The records below need to be printed in full. Keep each one exact.

+ + + + + + +

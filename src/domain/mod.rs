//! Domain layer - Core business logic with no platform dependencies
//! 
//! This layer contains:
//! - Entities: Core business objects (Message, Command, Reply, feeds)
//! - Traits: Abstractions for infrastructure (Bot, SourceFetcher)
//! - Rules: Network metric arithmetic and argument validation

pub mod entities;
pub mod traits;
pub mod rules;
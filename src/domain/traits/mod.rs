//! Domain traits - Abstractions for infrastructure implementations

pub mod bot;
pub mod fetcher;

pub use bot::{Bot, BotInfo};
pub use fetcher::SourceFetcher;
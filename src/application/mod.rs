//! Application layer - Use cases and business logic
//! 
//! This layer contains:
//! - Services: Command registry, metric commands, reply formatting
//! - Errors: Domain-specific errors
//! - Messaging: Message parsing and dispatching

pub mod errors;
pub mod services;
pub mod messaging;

+ + + + + + +

## Written answer
filename src/domain/mod.rs
//! Domain layer - Core business logic with no platform dependencies
//! 
//! This layer contains:
//! - Entities: Core business objects (Message, Command, Reply, feeds)
//! - Traits: Abstractions for infrastructure (Bot, SourceFetcher)
//! - Rules: Network metric arithmetic and argument validation

pub mod entities;
pub mod traits;
pub mod rules;
filename src/domain/traits/mod.rs
//! Domain traits - Abstractions for infrastructure implementations

pub mod bot;
pub mod fetcher;

pub use bot::{Bot, BotInfo};
pub use fetcher::SourceFetcher;
filename src/application/mod.rs
//! Application layer - Use cases and business logic
//! 
//! This layer contains:
//! - Services: Command registry, metric commands, reply formatting
//! - Errors: Domain-specific errors
//! - Messaging: Message parsing and dispatching

pub mod errors;
pub mod services;
pub mod messaging;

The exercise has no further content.